He had had other opportunities to defect-when two other brothers had done
so-but leaving was not for him. He lacked the ambition and energy of his
siblings, and Cuba's socialism provided for his basic needs whether he
worked or not. To prove his point, he boasted of having had laparoscopic
surgery on his knee. "How much would that cost in the U.S.?" he asked
knowingly. For days, the two argued and bickered. At times, Rafael would
change his mind and say he wouldn't go, but after a pep talk from his
son, he would recommit to the trip. On and off it went, even through their
farewell dinner of roast pork in their cramped apartment, with Juan Gabriel
crooning on the tape deck. Dagoberto had swung by around 9:30 in the evening.
"The group was all gathered there," he would later recall. "I saw the
couple there with her daughter. She was asking if the sea was rough. I
asked her: 'You're going with that little girl?' And she told me yes.

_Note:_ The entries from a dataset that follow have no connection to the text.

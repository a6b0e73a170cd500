use std::path::{Component, Path, PathBuf};

/// Makes `path` absolute against the current directory and removes `.` and
/// `..` components lexically. Symlinks are not resolved and the path does not
/// need to exist.
pub fn normalize(path: &Path) -> PathBuf {
    let absolute = if path.is_absolute() {
        path.to_path_buf()
    } else {
        match std::env::current_dir() {
            Ok(cwd) => cwd.join(path),
            Err(_) => path.to_path_buf(),
        }
    };
    lexical_clean(&absolute)
}

/// Joins `target` onto `base` unless it is already absolute, then normalizes.
pub fn resolve_from(base: &Path, target: &Path) -> PathBuf {
    if target.is_absolute() {
        lexical_clean(target)
    } else {
        normalize(&base.join(target))
    }
}

fn lexical_clean(path: &Path) -> PathBuf {
    let mut out = PathBuf::new();
    for component in path.components() {
        match component {
            Component::CurDir => {}
            Component::ParentDir => {
                // Popping past the root is a no-op, matching how the OS treats `/..`.
                if !matches!(
                    out.components().next_back(),
                    None | Some(Component::RootDir) | Some(Component::Prefix(_))
                ) {
                    out.pop();
                }
            }
            other => out.push(other.as_os_str()),
        }
    }
    out
}

/// The directory containing `path`, or `.` for bare file names.
pub fn parent_dir(path: &Path) -> PathBuf {
    match path.parent() {
        Some(p) if !p.as_os_str().is_empty() => p.to_path_buf(),
        _ => PathBuf::from("."),
    }
}

/// Base name used for generated artifacts: the job name when given, the
/// document's file stem otherwise.
pub fn job_base(root: &Path, jobname: Option<&str>) -> String {
    match jobname {
        Some(job) if !job.is_empty() => job.to_string(),
        _ => root
            .file_stem()
            .map(|s| s.to_string_lossy().into_owned())
            .unwrap_or_default(),
    }
}

/// Location of a generated artifact such as `main.pdf` or `main.aux`.
///
/// Artifacts land in `out_dir` when given, next to the document otherwise, and
/// are named after [`job_base`]. The file is not required to exist.
pub fn artifact_path(
    root: &Path,
    out_dir: Option<&Path>,
    jobname: Option<&str>,
    ext: &str,
) -> PathBuf {
    let root = normalize(root);
    let dir = match out_dir {
        Some(out) => normalize(out),
        None => parent_dir(&root),
    };
    dir.join(format!("{}.{}", job_base(&root, jobname), ext))
}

I told her: 'Here the waves are a meter high but out there they are four
or five times more, up to ten meters high.' "
Dagoberto would not give up. He could not bear to lose Rafael, who had
raised him like a son after their father had died when Dagoberto was still
a teenager. "I was crying because when someone goes over there you always
think the worst. My brother ate his dinner, then he left his place alone.
I thought this was my last opportunity to talk to him again. I saw that
he went for the brush that is all along the shore and I followed him.
And when I got there I saw the boat."
Circling the narrow homemade boat, Dagoberto could see that parts of it
were rusty and that holes in its bottom had been patched with packing
materials. "I can't believe you're leaving on this piece of shit," Dagoberto
bellowed to his brother. "This is not a boat. It's garbage! You're crazy."
But, Rafael had made up his mind and didn't want to hear any more from
him. "We're leaving on it," he said, his voice pitched with anger, "and
if you're not coming with us, get out of here and leave me alone!"
There was nothing more to say or do. Angry and wounded, Dagoberto shuffled
back to the main road, then made his way home. "I didn't say goodbye to
him. I left him there alone maybe 10:30 that night," Dagoberto mumbled.
"I left and I never saw him again."
Around
6:00 a.m. on Thanksgiving day, Juan Ruiz and his friend Reniel Carmenate
were coming ashore after an evening of fishing off Miami's Key Biscayne.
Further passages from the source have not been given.